Exercise instructions: The answer must consist of every line below that contains the word "enum".

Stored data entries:
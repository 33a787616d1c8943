//! New-device discovery
//!
//! The transport registry reports every address it sees for the first time.
//! Addresses the entry does not know yet are appended to the entry as device
//! sub-entries and a reload is requested, so the next setup builds entities
//! for them.

use nasa_client::{DeviceAddress, DiscoveryCallback, NasaDevice};
use parking_lot::RwLock;
use std::sync::Arc;
use tokio::sync::mpsc;
use tracing::info;

use crate::config::{DeviceConfig, EntryConfig};

/// Notifications sent from a running integration to its host
#[derive(Debug, Clone, PartialEq, Eq)]
pub enum IntegrationEvent {
    /// An entity's device reported a change
    StateChanged { unique_id: String },
    /// A new device was added to the entry
    DeviceDiscovered {
        entry_id: String,
        address: DeviceAddress,
    },
    /// The entry changed and should be unloaded and set up again
    ReloadRequested { entry_id: String },
}

pub type EventSender = mpsc::UnboundedSender<IntegrationEvent>;
pub type EventReceiver = mpsc::UnboundedReceiver<IntegrationEvent>;

#[derive(Debug)]
pub struct DiscoveryHandler {
    entry: Arc<RwLock<EntryConfig>>,
    events: EventSender,
}

impl DiscoveryHandler {
    pub fn new(entry: Arc<RwLock<EntryConfig>>, events: EventSender) -> Self {
        Self { entry, events }
    }

    /// Returns true when the address was new to the entry
    pub fn handle(&self, address: &DeviceAddress) -> bool {
        let entry_id = {
            let mut entry = self.entry.write();
            if !entry.add_device(DeviceConfig::new(address.clone())) {
                return false;
            }
            entry.entry_id.clone()
        };

        info!("Discovered new device {} for entry {}", address, entry_id);
        let _ = self.events.send(IntegrationEvent::DeviceDiscovered {
            entry_id: entry_id.clone(),
            address: address.clone(),
        });
        let _ = self.events.send(IntegrationEvent::ReloadRequested { entry_id });
        true
    }

    /// Callback for the transport's device registry
    pub fn callback(self: &Arc<Self>) -> DiscoveryCallback {
        let handler = Arc::clone(self);
        Arc::new(move |device: &Arc<NasaDevice>| {
            handler.handle(device.address());
        })
    }
}
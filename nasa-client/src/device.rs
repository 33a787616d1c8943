//! Device registry and per-device attribute maps
//!
//! The transport feeds every decoded packet into the registry. Entities read
//! from it when rendering state and subscribe to change callbacks; they never
//! ask the transport for values directly.

use chrono::{DateTime, Utc};
use parking_lot::{Mutex, RwLock};
use std::collections::HashMap;
use std::sync::atomic::{AtomicU64, Ordering};
use std::sync::Arc;

use crate::address::DeviceAddress;
use crate::message::{AttributeValue, MessageId};

/// Handle returned when registering a device callback
#[derive(Debug, Clone, Copy, PartialEq, Eq, Hash)]
pub struct CallbackId(u64);

/// Called with the device address and the message that changed
pub type DeviceCallback = Arc<dyn Fn(&DeviceAddress, MessageId) + Send + Sync>;

/// Called once per newly seen device
pub type DiscoveryCallback = Arc<dyn Fn(&Arc<NasaDevice>) + Send + Sync>;

static NEXT_CALLBACK_ID: AtomicU64 = AtomicU64::new(1);

fn next_callback_id() -> CallbackId {
    CallbackId(NEXT_CALLBACK_ID.fetch_add(1, Ordering::Relaxed))
}

/// One unit on the bus and everything decoded from it so far
pub struct NasaDevice {
    address: DeviceAddress,
    attributes: RwLock<HashMap<MessageId, AttributeValue>>,
    last_packet_time: RwLock<Option<DateTime<Utc>>>,
    callbacks: Mutex<Vec<(CallbackId, DeviceCallback)>>,
}

impl NasaDevice {
    pub fn new(address: DeviceAddress) -> Self {
        Self {
            address,
            attributes: RwLock::new(HashMap::new()),
            last_packet_time: RwLock::new(None),
            callbacks: Mutex::new(Vec::new()),
        }
    }

    pub fn address(&self) -> &DeviceAddress {
        &self.address
    }

    /// Current decoded value of a message, if one has been seen
    pub fn attribute(&self, id: MessageId) -> Option<AttributeValue> {
        self.attributes.read().get(&id).cloned()
    }

    pub fn has_attribute(&self, id: MessageId) -> bool {
        self.attributes.read().contains_key(&id)
    }

    pub fn attribute_count(&self) -> usize {
        self.attributes.read().len()
    }

    /// Copy of the whole attribute map
    pub fn attributes(&self) -> HashMap<MessageId, AttributeValue> {
        self.attributes.read().clone()
    }

    pub fn last_packet_time(&self) -> Option<DateTime<Utc>> {
        *self.last_packet_time.read()
    }

    /// Store a decoded value and notify subscribers
    pub fn record_attribute(&self, id: MessageId, value: AttributeValue) {
        self.attributes.write().insert(id, value);
        *self.last_packet_time.write() = Some(Utc::now());

        let callbacks: Vec<DeviceCallback> = self
            .callbacks
            .lock()
            .iter()
            .map(|(_, callback)| Arc::clone(callback))
            .collect();

        for callback in callbacks {
            callback(&self.address, id);
        }
    }

    pub fn add_device_callback(&self, callback: DeviceCallback) -> CallbackId {
        let id = next_callback_id();
        self.callbacks.lock().push((id, callback));
        id
    }

    /// Returns whether a callback was removed
    pub fn remove_device_callback(&self, id: CallbackId) -> bool {
        let mut callbacks = self.callbacks.lock();
        let before = callbacks.len();
        callbacks.retain(|(existing, _)| *existing != id);
        callbacks.len() != before
    }

    pub fn callback_count(&self) -> usize {
        self.callbacks.lock().len()
    }
}

impl std::fmt::Debug for NasaDevice {
    fn fmt(&self, f: &mut std::fmt::Formatter<'_>) -> std::fmt::Result {
        f.debug_struct("NasaDevice")
            .field("address", &self.address)
            .field("attributes", &self.attribute_count())
            .field("last_packet_time", &self.last_packet_time())
            .finish()
    }
}

/// All devices seen on the bus, keyed by address
#[derive(Default)]
pub struct DeviceRegistry {
    devices: RwLock<HashMap<DeviceAddress, Arc<NasaDevice>>>,
    discovery_callbacks: Mutex<Vec<(CallbackId, DiscoveryCallback)>>,
}

impl DeviceRegistry {
    pub fn new() -> Self {
        Self::default()
    }

    pub fn get(&self, address: &DeviceAddress) -> Option<Arc<NasaDevice>> {
        self.devices.read().get(address).cloned()
    }

    pub fn contains(&self, address: &DeviceAddress) -> bool {
        self.devices.read().contains_key(address)
    }

    /// Known addresses in sorted order
    pub fn addresses(&self) -> Vec<DeviceAddress> {
        let mut addresses: Vec<DeviceAddress> = self.devices.read().keys().cloned().collect();
        addresses.sort();
        addresses
    }

    pub fn len(&self) -> usize {
        self.devices.read().len()
    }

    pub fn is_empty(&self) -> bool {
        self.devices.read().is_empty()
    }

    /// Get a device, creating it (and firing discovery callbacks) on first sight
    pub fn ensure_device(&self, address: &DeviceAddress) -> Arc<NasaDevice> {
        if let Some(device) = self.get(address) {
            return device;
        }

        let (device, created) = {
            let mut devices = self.devices.write();
            match devices.get(address) {
                Some(existing) => (Arc::clone(existing), false),
                None => {
                    let device = Arc::new(NasaDevice::new(address.clone()));
                    devices.insert(address.clone(), Arc::clone(&device));
                    (device, true)
                }
            }
        };

        if created {
            tracing::debug!("Discovered device {}", address);
            let callbacks: Vec<DiscoveryCallback> = self
                .discovery_callbacks
                .lock()
                .iter()
                .map(|(_, callback)| Arc::clone(callback))
                .collect();
            for callback in callbacks {
                callback(&device);
            }
        }

        device
    }

    /// Record a decoded value for a device, discovering it if needed
    pub fn record_attribute(&self, address: &DeviceAddress, id: MessageId, value: AttributeValue) {
        self.ensure_device(address).record_attribute(id, value);
    }

    pub fn on_device_discovered(&self, callback: DiscoveryCallback) -> CallbackId {
        let id = next_callback_id();
        self.discovery_callbacks.lock().push((id, callback));
        id
    }

    /// Returns whether a callback was removed
    pub fn remove_discovery_callback(&self, id: CallbackId) -> bool {
        let mut callbacks = self.discovery_callbacks.lock();
        let before = callbacks.len();
        callbacks.retain(|(existing, _)| *existing != id);
        callbacks.len() != before
    }
}

impl std::fmt::Debug for DeviceRegistry {
    fn fmt(&self, f: &mut std::fmt::Formatter<'_>) -> std::fmt::Result {
        f.debug_struct("DeviceRegistry")
            .field("devices", &self.addresses())
            .finish()
    }
}
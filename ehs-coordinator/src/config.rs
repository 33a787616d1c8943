//! Configuration types for the ehs-coordinator crate
//!
//! Controls how often the coordinator refreshes, how large a read batch may
//! get and whether a dropped transport is reconnected at the start of a cycle.

use nasa_client::MAX_BATCH_SIZE;
use std::time::Duration;

use crate::error::CoordinatorError;

/// Configuration for the PollingCoordinator
#[derive(Debug, Clone)]
pub struct CoordinatorConfig {
    /// Interval between scheduled refresh cycles
    /// Default: 15 seconds
    pub update_interval: Duration,

    /// Maximum number of messages per read request
    /// Default: 10 (the protocol maximum)
    pub max_batch_size: usize,

    /// Reconnect a dropped transport at the start of each cycle
    /// Default: true
    pub reconnect_on_refresh: bool,
}

impl Default for CoordinatorConfig {
    fn default() -> Self {
        Self {
            update_interval: Duration::from_secs(15),
            max_batch_size: MAX_BATCH_SIZE,
            reconnect_on_refresh: true,
        }
    }
}

impl CoordinatorConfig {
    pub fn new() -> Self {
        Self::default()
    }

    /// Shorter interval for installations that want snappier entities
    pub fn fast_polling() -> Self {
        Self {
            update_interval: Duration::from_secs(5),
            ..Default::default()
        }
    }

    /// Longer interval for busy buses shared with other controllers
    pub fn resource_efficient() -> Self {
        Self {
            update_interval: Duration::from_secs(60),
            ..Default::default()
        }
    }

    pub fn validate(&self) -> Result<(), CoordinatorError> {
        if self.update_interval == Duration::ZERO {
            return Err(CoordinatorError::Configuration(
                "Update interval must be greater than 0".to_string(),
            ));
        }

        if self.max_batch_size == 0 {
            return Err(CoordinatorError::Configuration(
                "Max batch size must be greater than 0".to_string(),
            ));
        }

        if self.max_batch_size > MAX_BATCH_SIZE {
            return Err(CoordinatorError::Configuration(format!(
                "Max batch size {} exceeds the protocol maximum of {}",
                self.max_batch_size, MAX_BATCH_SIZE
            )));
        }

        Ok(())
    }

    pub fn with_update_interval(mut self, interval: Duration) -> Self {
        self.update_interval = interval;
        self
    }

    pub fn with_max_batch_size(mut self, size: usize) -> Self {
        self.max_batch_size = size;
        self
    }

    pub fn with_reconnect(mut self, enabled: bool) -> Self {
        self.reconnect_on_refresh = enabled;
        self
    }
}
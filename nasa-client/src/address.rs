//! Device addressing on the NASA bus
//!
//! Every unit on the bus is named by a class/channel/index triplet written as
//! dotted hex, e.g. `"20.00.00"` for the first indoor unit. The rest of the
//! workspace treats the address as an opaque key; only the class byte is
//! interpreted, to decide which entity catalog a device gets.

use serde::{Deserialize, Serialize};
use std::fmt;

/// Address class, taken from the first byte of a device address
#[derive(Debug, Clone, Copy, PartialEq, Eq, Hash)]
pub enum AddressClass {
    /// Outdoor unit (`0x10`)
    Outdoor,
    /// Hydro/heat transfer unit (`0x11`)
    HydroUnit,
    /// Indoor unit (`0x20`)
    Indoor,
    /// Wired remote controller (`0x50`)
    WiredRemote,
    /// Wifi kit / gateway (`0x62`)
    WifiKit,
    /// Any class this workspace has no catalog for
    Other(u8),
}

impl AddressClass {
    pub fn from_byte(byte: u8) -> Self {
        match byte {
            0x10 => AddressClass::Outdoor,
            0x11 => AddressClass::HydroUnit,
            0x20 => AddressClass::Indoor,
            0x50 => AddressClass::WiredRemote,
            0x62 => AddressClass::WifiKit,
            other => AddressClass::Other(other),
        }
    }

    pub fn as_byte(&self) -> u8 {
        match self {
            AddressClass::Outdoor => 0x10,
            AddressClass::HydroUnit => 0x11,
            AddressClass::Indoor => 0x20,
            AddressClass::WiredRemote => 0x50,
            AddressClass::WifiKit => 0x62,
            AddressClass::Other(byte) => *byte,
        }
    }
}

/// Opaque identifier of one physical unit on the bus
///
/// Normalized to lower-case so `"20.00.0A"` and `"20.00.0a"` name the same
/// device.
#[derive(Debug, Clone, PartialEq, Eq, Hash, PartialOrd, Ord, Serialize, Deserialize)]
#[serde(from = "String", into = "String")]
pub struct DeviceAddress(String);

impl DeviceAddress {
    pub fn new(address: impl Into<String>) -> Self {
        let address = address.into();
        Self(address.trim().to_ascii_lowercase())
    }

    pub fn as_str(&self) -> &str {
        &self.0
    }

    /// Address class from the leading hex byte, if the address has one
    pub fn class(&self) -> Option<AddressClass> {
        let head = self.0.split('.').next()?;
        if head.len() != 2 {
            return None;
        }
        u8::from_str_radix(head, 16).ok().map(AddressClass::from_byte)
    }

    pub fn is_outdoor(&self) -> bool {
        self.class() == Some(AddressClass::Outdoor)
    }

    pub fn is_indoor(&self) -> bool {
        self.class() == Some(AddressClass::Indoor)
    }
}

impl fmt::Display for DeviceAddress {
    fn fmt(&self, f: &mut fmt::Formatter<'_>) -> fmt::Result {
        write!(f, "{}", self.0)
    }
}

impl From<&str> for DeviceAddress {
    fn from(s: &str) -> Self {
        DeviceAddress::new(s)
    }
}

impl From<String> for DeviceAddress {
    fn from(s: String) -> Self {
        DeviceAddress::new(s)
    }
}

impl From<DeviceAddress> for String {
    fn from(address: DeviceAddress) -> Self {
        address.0
    }
}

Answer area:
pub enum IntegrationEvent {
pub enum AddressClass {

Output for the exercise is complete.